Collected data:
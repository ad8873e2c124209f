//! SOCKS5 negotiation messages
//!
//! The greeting always offers username/password and no-auth; the proxy
//! picks. The connect request always names the destination as a domain.

use crate::config::SocksAuth;

pub const SOCKS_VERSION_5: u8 = 0x05;
pub const AUTH_NO_AUTH: u8 = 0x00;
pub const AUTH_USERNAME_PASSWORD: u8 = 0x02;
pub const SUBNEGOTIATION_VERSION_1: u8 = 0x01;
pub const SUBNEGOTIATION_SUCCESS: u8 = 0x00;
pub const COMMAND_CONNECT: u8 = 0x01;
pub const ATYP_DOMAIN: u8 = 0x03;
pub const REPLY_SUCCESS: u8 = 0x00;

/// What to do after a greeting reply
#[derive(Debug, Clone, Copy, PartialEq, Eq)]
pub enum GreetingChoice {
    NoAuth,
    UsernamePassword,
}

#[must_use]
pub fn greeting() -> [u8; 4] {
    [SOCKS_VERSION_5, 0x02, AUTH_USERNAME_PASSWORD, AUTH_NO_AUTH]
}

/// Username/password subnegotiation. `None` without credentials or when a
/// credential is longer than 255 bytes.
#[must_use]
pub fn username_password(auth: &SocksAuth) -> Option<Vec<u8>> {
    let SocksAuth::UsernamePassword { username, password } = auth else {
        return None;
    };
    let ulen = u8::try_from(username.len()).ok()?;
    let plen = u8::try_from(password.len()).ok()?;

    let mut msg = Vec::with_capacity(3 + username.len() + password.len());
    msg.push(SUBNEGOTIATION_VERSION_1);
    msg.push(ulen);
    msg.extend_from_slice(username.as_bytes());
    msg.push(plen);
    msg.extend_from_slice(password.as_bytes());
    Some(msg)
}

/// Connect request for `domain:port`. `None` when the domain does not fit
/// the one byte length field.
#[must_use]
pub fn connect_request(domain: &str, port: u16) -> Option<Vec<u8>> {
    let mut msg = vec![SOCKS_VERSION_5, COMMAND_CONNECT, 0x00, ATYP_DOMAIN, 0];
    msg.extend_from_slice(domain.as_bytes());
    // length goes in once the address is appended
    msg[4] = u8::try_from(domain.len()).ok()?;
    msg.extend_from_slice(&port.to_be_bytes());
    Some(msg)
}

/// Interpret the proxy's method choice
#[must_use]
pub fn parse_greeting_reply(reply: &[u8]) -> Option<GreetingChoice> {
    match reply {
        [SOCKS_VERSION_5, AUTH_NO_AUTH, ..] => Some(GreetingChoice::NoAuth),
        [SOCKS_VERSION_5, AUTH_USERNAME_PASSWORD, ..] => Some(GreetingChoice::UsernamePassword),
        _ => None,
    }
}

#[must_use]
pub fn auth_accepted(reply: &[u8]) -> bool {
    matches!(reply, [SUBNEGOTIATION_VERSION_1, SUBNEGOTIATION_SUCCESS, ..])
}

#[must_use]
pub fn connect_accepted(reply: &[u8]) -> bool {
    matches!(reply, [SOCKS_VERSION_5, REPLY_SUCCESS, ..])
}

#[cfg(test)]
mod tests {
    use super::*;

    #[test]
    fn greeting_offers_both_methods() {
        assert_eq!(greeting(), [0x05, 0x02, 0x02, 0x00]);
    }

    #[test]
    fn username_password_layout() {
        let auth = SocksAuth::UsernamePassword {
            username: "bob".into(),
            password: "pw".into(),
        };
        assert_eq!(
            username_password(&auth).expect("credentials"),
            [0x01, 3, b'b', b'o', b'b', 2, b'p', b'w']
        );
        assert!(username_password(&SocksAuth::None).is_none());
    }

    #[test]
    fn connect_request_names_a_domain() {
        let msg = connect_request("example.com", 8080).expect("short domain");
        assert_eq!(&msg[..5], &[0x05, 0x01, 0x00, 0x03, 11]);
        assert_eq!(&msg[5..16], b"example.com");
        assert_eq!(&msg[16..], &[0x1f, 0x90]);
        assert!(connect_request(&"a".repeat(256), 80).is_none());
    }

    #[test]
    fn replies_are_classified() {
        assert_eq!(parse_greeting_reply(&[5, 0]), Some(GreetingChoice::NoAuth));
        assert_eq!(parse_greeting_reply(&[5, 2]), Some(GreetingChoice::UsernamePassword));
        assert_eq!(parse_greeting_reply(&[5, 0xff]), None);
        assert_eq!(parse_greeting_reply(&[4, 0]), None);
        assert!(auth_accepted(&[1, 0]));
        assert!(!auth_accepted(&[1, 1]));
        assert!(connect_accepted(&[5, 0, 0, 1, 0, 0, 0, 0, 0, 0]));
        assert!(!connect_accepted(&[5, 4]));
    }
}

**WORK ORDER:**
Your task is to retype all the records above with nothing left out.

**RESPONSE TO THE TASK:**
repository ad8873e2c124209f
//! SOCKS5 negotiation messages
//!
//! The greeting always offers username/password and no-auth; the proxy
//! picks. The connect request always names the destination as a domain.

use crate::config::SocksAuth;

pub const SOCKS_VERSION_5: u8 = 0x05;
pub const AUTH_NO_AUTH: u8 = 0x00;
pub const AUTH_USERNAME_PASSWORD: u8 = 0x02;
pub const SUBNEGOTIATION_VERSION_1: u8 = 0x01;
pub const SUBNEGOTIATION_SUCCESS: u8 = 0x00;
pub const COMMAND_CONNECT: u8 = 0x01;
pub const ATYP_DOMAIN: u8 = 0x03;
pub const REPLY_SUCCESS: u8 = 0x00;

/// What to do after a greeting reply
#[derive(Debug, Clone, Copy, PartialEq, Eq)]
pub enum GreetingChoice {
    NoAuth,
    UsernamePassword,
}

#[must_use]
pub fn greeting() -> [u8; 4] {
    [SOCKS_VERSION_5, 0x02, AUTH_USERNAME_PASSWORD, AUTH_NO_AUTH]
}

/// Username/password subnegotiation. `None` without credentials or when a
/// credential is longer than 255 bytes.
#[must_use]
pub fn username_password(auth: &SocksAuth) -> Option<Vec<u8>> {
    let SocksAuth::UsernamePassword { username, password } = auth else {
        return None;
    };
    let ulen = u8::try_from(username.len()).ok()?;
    let plen = u8::try_from(password.len()).ok()?;

    let mut msg = Vec::with_capacity(3 + username.len() + password.len());
    msg.push(SUBNEGOTIATION_VERSION_1);
    msg.push(ulen);
    msg.extend_from_slice(username.as_bytes());
    msg.push(plen);
    msg.extend_from_slice(password.as_bytes());
    Some(msg)
}

/// Connect request for `domain:port`. `None` when the domain does not fit
/// the one byte length field.
#[must_use]
pub fn connect_request(domain: &str, port: u16) -> Option<Vec<u8>> {
    let mut msg = vec![SOCKS_VERSION_5, COMMAND_CONNECT, 0x00, ATYP_DOMAIN, 0];
    msg.extend_from_slice(domain.as_bytes());
    // length goes in once the address is appended
    msg[4] = u8::try_from(domain.len()).ok()?;
    msg.extend_from_slice(&port.to_be_bytes());
    Some(msg)
}

/// Interpret the proxy's method choice
#[must_use]
pub fn parse_greeting_reply(reply: &[u8]) -> Option<GreetingChoice> {
    match reply {
        [SOCKS_VERSION_5, AUTH_NO_AUTH, ..] => Some(GreetingChoice::NoAuth),
        [SOCKS_VERSION_5, AUTH_USERNAME_PASSWORD, ..] => Some(GreetingChoice::UsernamePassword),
        _ => None,
    }
}

#[must_use]
pub fn auth_accepted(reply: &[u8]) -> bool {
    matches!(reply, [SUBNEGOTIATION_VERSION_1, SUBNEGOTIATION_SUCCESS, ..])
}

#[must_use]
pub fn connect_accepted(reply: &[u8]) -> bool {
    matches!(reply, [SOCKS_VERSION_5, REPLY_SUCCESS, ..])
}

#[cfg(test)]
mod tests {
    use super::*;

    #[test]
    fn greeting_offers_both_methods() {
        assert_eq!(greeting(), [0x05, 0x02, 0x02, 0x00]);
    }

    #[test]
    fn username_password_layout() {
        let auth = SocksAuth::UsernamePassword {
            username: "bob".into(),
            password: "pw".into(),
        };
        assert_eq!(
            username_password(&auth).expect("credentials"),
            [0x01, 3, b'b', b'o', b'b', 2, b'p', b'w']
        );
        assert!(username_password(&SocksAuth::None).is_none());
    }

    #[test]
    fn connect_request_names_a_domain() {
        let msg = connect_request("example.com", 8080).expect("short domain");
        assert_eq!(&msg[..5], &[0x05, 0x01, 0x00, 0x03, 11]);
        assert_eq!(&msg[5..16], b"example.com");
        assert_eq!(&msg[16..], &[0x1f, 0x90]);
        assert!(connect_request(&"a".repeat(256), 80).is_none());
    }

    #[test]
    fn replies_are_classified() {
        assert_eq!(parse_greeting_reply(&[5, 0]), Some(GreetingChoice::NoAuth));
        assert_eq!(parse_greeting_reply(&[5, 2]), Some(GreetingChoice::UsernamePassword));
        assert_eq!(parse_greeting_reply(&[5, 0xff]), None);
        assert_eq!(parse_greeting_reply(&[4, 0]), None);
        assert!(auth_accepted(&[1, 0]));
        assert!(!auth_accepted(&[1, 1]));
        assert!(connect_accepted(&[5, 0, 0, 1, 0, 0, 0, 0, 0, 0]));
        assert!(!connect_accepted(&[5, 4]));
    }
}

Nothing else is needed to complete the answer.